Exercise objective:
Would you repeat every line below exactly, please?

[Given entries — start]

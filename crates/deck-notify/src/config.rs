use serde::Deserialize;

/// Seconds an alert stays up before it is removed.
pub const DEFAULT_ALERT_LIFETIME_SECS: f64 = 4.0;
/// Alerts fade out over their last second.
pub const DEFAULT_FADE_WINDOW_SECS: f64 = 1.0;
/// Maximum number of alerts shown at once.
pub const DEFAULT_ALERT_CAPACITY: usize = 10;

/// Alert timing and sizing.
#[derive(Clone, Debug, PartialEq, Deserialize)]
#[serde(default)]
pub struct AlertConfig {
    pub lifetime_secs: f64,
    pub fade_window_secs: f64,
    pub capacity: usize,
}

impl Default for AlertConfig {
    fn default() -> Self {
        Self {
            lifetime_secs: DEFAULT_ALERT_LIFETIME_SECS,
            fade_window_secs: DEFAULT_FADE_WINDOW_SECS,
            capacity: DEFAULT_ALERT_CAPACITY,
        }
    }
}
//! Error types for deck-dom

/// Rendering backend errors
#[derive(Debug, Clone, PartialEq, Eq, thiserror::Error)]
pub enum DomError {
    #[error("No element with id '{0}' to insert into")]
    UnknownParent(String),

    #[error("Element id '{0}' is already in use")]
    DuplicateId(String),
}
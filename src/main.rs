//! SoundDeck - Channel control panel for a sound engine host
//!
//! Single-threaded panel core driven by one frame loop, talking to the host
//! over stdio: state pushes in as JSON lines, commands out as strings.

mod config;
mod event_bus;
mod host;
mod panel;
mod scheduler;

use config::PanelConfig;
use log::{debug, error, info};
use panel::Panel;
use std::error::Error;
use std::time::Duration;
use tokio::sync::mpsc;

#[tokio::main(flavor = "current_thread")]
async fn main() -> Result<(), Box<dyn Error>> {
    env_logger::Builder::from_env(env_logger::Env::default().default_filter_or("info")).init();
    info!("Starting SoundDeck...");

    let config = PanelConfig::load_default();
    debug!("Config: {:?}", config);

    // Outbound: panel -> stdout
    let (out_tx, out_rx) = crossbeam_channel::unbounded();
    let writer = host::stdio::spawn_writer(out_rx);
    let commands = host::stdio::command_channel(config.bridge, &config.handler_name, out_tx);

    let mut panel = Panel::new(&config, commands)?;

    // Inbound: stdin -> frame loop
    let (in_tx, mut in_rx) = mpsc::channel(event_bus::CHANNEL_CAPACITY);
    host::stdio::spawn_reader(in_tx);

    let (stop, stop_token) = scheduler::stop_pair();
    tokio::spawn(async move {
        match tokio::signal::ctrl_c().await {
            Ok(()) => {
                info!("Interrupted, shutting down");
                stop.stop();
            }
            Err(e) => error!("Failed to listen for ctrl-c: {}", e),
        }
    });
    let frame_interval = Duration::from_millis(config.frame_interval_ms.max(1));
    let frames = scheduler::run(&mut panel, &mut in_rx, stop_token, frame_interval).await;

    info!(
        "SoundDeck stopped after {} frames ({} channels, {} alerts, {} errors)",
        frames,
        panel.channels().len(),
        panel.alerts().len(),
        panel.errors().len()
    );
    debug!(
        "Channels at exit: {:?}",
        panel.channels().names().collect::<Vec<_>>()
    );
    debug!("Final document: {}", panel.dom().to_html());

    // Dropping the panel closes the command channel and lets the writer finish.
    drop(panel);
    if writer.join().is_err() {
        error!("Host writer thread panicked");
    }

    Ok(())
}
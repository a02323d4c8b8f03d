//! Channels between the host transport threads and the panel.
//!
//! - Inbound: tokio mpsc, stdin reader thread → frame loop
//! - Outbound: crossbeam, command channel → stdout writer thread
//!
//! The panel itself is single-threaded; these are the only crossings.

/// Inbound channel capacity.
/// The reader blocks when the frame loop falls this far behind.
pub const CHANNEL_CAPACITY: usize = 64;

[Given entries — finish]

Worked solution:
filename crates/deck-notify/src/config.rs
use serde::Deserialize;

/// Seconds an alert stays up before it is removed.
pub const DEFAULT_ALERT_LIFETIME_SECS: f64 = 4.0;
/// Alerts fade out over their last second.
pub const DEFAULT_FADE_WINDOW_SECS: f64 = 1.0;
/// Maximum number of alerts shown at once.
pub const DEFAULT_ALERT_CAPACITY: usize = 10;

/// Alert timing and sizing.
#[derive(Clone, Debug, PartialEq, Deserialize)]
#[serde(default)]
pub struct AlertConfig {
    pub lifetime_secs: f64,
    pub fade_window_secs: f64,
    pub capacity: usize,
}

impl Default for AlertConfig {
    fn default() -> Self {
        Self {
            lifetime_secs: DEFAULT_ALERT_LIFETIME_SECS,
            fade_window_secs: DEFAULT_FADE_WINDOW_SECS,
            capacity: DEFAULT_ALERT_CAPACITY,
        }
    }
}
//! Error types for deck-dom

/// Rendering backend errors
#[derive(Debug, Clone, PartialEq, Eq, thiserror::Error)]
pub enum DomError {
    #[error("No element with id '{0}' to insert into")]
    UnknownParent(String),

    #[error("Element id '{0}' is already in use")]
    DuplicateId(String),
}
filename src/main.rs
//! SoundDeck - Channel control panel for a sound engine host
//!
//! Single-threaded panel core driven by one frame loop, talking to the host
//! over stdio: state pushes in as JSON lines, commands out as strings.

mod config;
mod event_bus;
mod host;
mod panel;
mod scheduler;

use config::PanelConfig;
use log::{debug, error, info};
use panel::Panel;
use std::error::Error;
use std::time::Duration;
use tokio::sync::mpsc;

#[tokio::main(flavor = "current_thread")]
async fn main() -> Result<(), Box<dyn Error>> {
    env_logger::Builder::from_env(env_logger::Env::default().default_filter_or("info")).init();
    info!("Starting SoundDeck...");

    let config = PanelConfig::load_default();
    debug!("Config: {:?}", config);

    // Outbound: panel -> stdout
    let (out_tx, out_rx) = crossbeam_channel::unbounded();
    let writer = host::stdio::spawn_writer(out_rx);
    let commands = host::stdio::command_channel(config.bridge, &config.handler_name, out_tx);

    let mut panel = Panel::new(&config, commands)?;

    // Inbound: stdin -> frame loop
    let (in_tx, mut in_rx) = mpsc::channel(event_bus::CHANNEL_CAPACITY);
    host::stdio::spawn_reader(in_tx);

    let (stop, stop_token) = scheduler::stop_pair();
    tokio::spawn(async move {
        match tokio::signal::ctrl_c().await {
            Ok(()) => {
                info!("Interrupted, shutting down");
                stop.stop();
            }
            Err(e) => error!("Failed to listen for ctrl-c: {}", e),
        }
    });
    let frame_interval = Duration::from_millis(config.frame_interval_ms.max(1));
    let frames = scheduler::run(&mut panel, &mut in_rx, stop_token, frame_interval).await;

    info!(
        "SoundDeck stopped after {} frames ({} channels, {} alerts, {} errors)",
        frames,
        panel.channels().len(),
        panel.alerts().len(),
        panel.errors().len()
    );
    debug!(
        "Channels at exit: {:?}",
        panel.channels().names().collect::<Vec<_>>()
    );
    debug!("Final document: {}", panel.dom().to_html());

    // Dropping the panel closes the command channel and lets the writer finish.
    drop(panel);
    if writer.join().is_err() {
        error!("Host writer thread panicked");
    }

    Ok(())
}
repository a02323d4c8b8f03d
//! Channels between the host transport threads and the panel.
//!
//! - Inbound: tokio mpsc, stdin reader thread → frame loop
//! - Outbound: crossbeam, command channel → stdout writer thread
//!
//! The panel itself is single-threaded; these are the only crossings.

/// Inbound channel capacity.
/// The reader blocks when the frame loop falls this far behind.
pub const CHANNEL_CAPACITY: usize = 64;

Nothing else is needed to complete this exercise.